The starting point for understanding the properties of atoms, molecules and solids is the many-electron Schrodinger equation. Solving this equation is a theoretically challenging and computationally demanding problem, and one of the most promising approaches is the use of statistical techniques known as quantum Monte Carlo (QMC) methods. QMC methods come in variety of flavours, and we use the variational Monte Carlo (VMC) and diffusion Monte Carlo (DMC) methods. These are very promising for applications to condensed matter because (i) they give an accurate description of electron correlation effects and (ii) the computational cost scales well with system size, normally something like the qsuare or the cube of the number of atoms.
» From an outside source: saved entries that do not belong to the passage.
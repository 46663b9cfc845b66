//! Hand-operated lever press driving the extrusion piston.

use serde::{Deserialize, Serialize};

use crate::constants::STANDARD_GRAVITY;
use crate::error::{MeltFlowError, Result};

/// A mass hung at the end of a lever arm, pushing a piston closer to the pivot.
///
/// The force is assumed to stay tangent to the arm.
#[derive(Debug, Clone, Copy, PartialEq, Serialize, Deserialize)]
pub struct LeverPress {
    /// Mass applied at the end of the arm (kg)
    pub load_mass: f64,
    /// Pivot to load distance (m)
    pub arm_length: f64,
    /// Pivot to piston distance (m)
    pub arm_piston_distance: f64,
}

impl LeverPress {
    pub fn new(load_mass: f64, arm_length: f64, arm_piston_distance: f64) -> Self {
        LeverPress {
            load_mass,
            arm_length,
            arm_piston_distance,
        }
    }

    /// Weight of the load (N).
    pub fn applied_force(&self) -> f64 {
        self.load_mass * STANDARD_GRAVITY
    }

    /// Torque about the pivot (N·m).
    pub fn torque(&self) -> f64 {
        self.applied_force() * self.arm_length
    }

    /// Force delivered to the piston (N).
    pub fn piston_force(&self) -> Result<f64> {
        if self.arm_piston_distance.is_nan() || self.arm_piston_distance <= 0.0 {
            return Err(MeltFlowError::DomainError(format!(
                "arm to piston distance must be positive, got {}",
                self.arm_piston_distance
            )));
        }
        Ok(self.torque() / self.arm_piston_distance)
    }

    /// Pressure on a piston of face `area` (m²), in Pa.
    pub fn piston_pressure(&self, area: f64) -> Result<f64> {
        if area.is_nan() || area <= 0.0 {
            return Err(MeltFlowError::DomainError(format!(
                "piston area must be positive, got {area}"
            )));
        }
        Ok(self.piston_force()? / area)
    }
}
VMC and DMC calculations have been applied to systems containing over 1000 electrons.
The standard approach to electronic structure computation has been the use of mean-field methods such as Hartree-Fock and local density functional theory. These methods have been outstandingly successful, but the mean-field picture is not always accurate enough to give a proper physical understanding. Our QMC techniques use the mean-field approximation as a starting point for the calculations, but they also include an explicit and accurate description of correlation effects.
We perform our calculations using the CASINO code. We have applied QMC techniques to calculating ground and excited state energies of solids and molecules, including studies of defects in solids, solid surfaces, relativistic effects, phase transitions, and calculations aimed at developing new density functionals.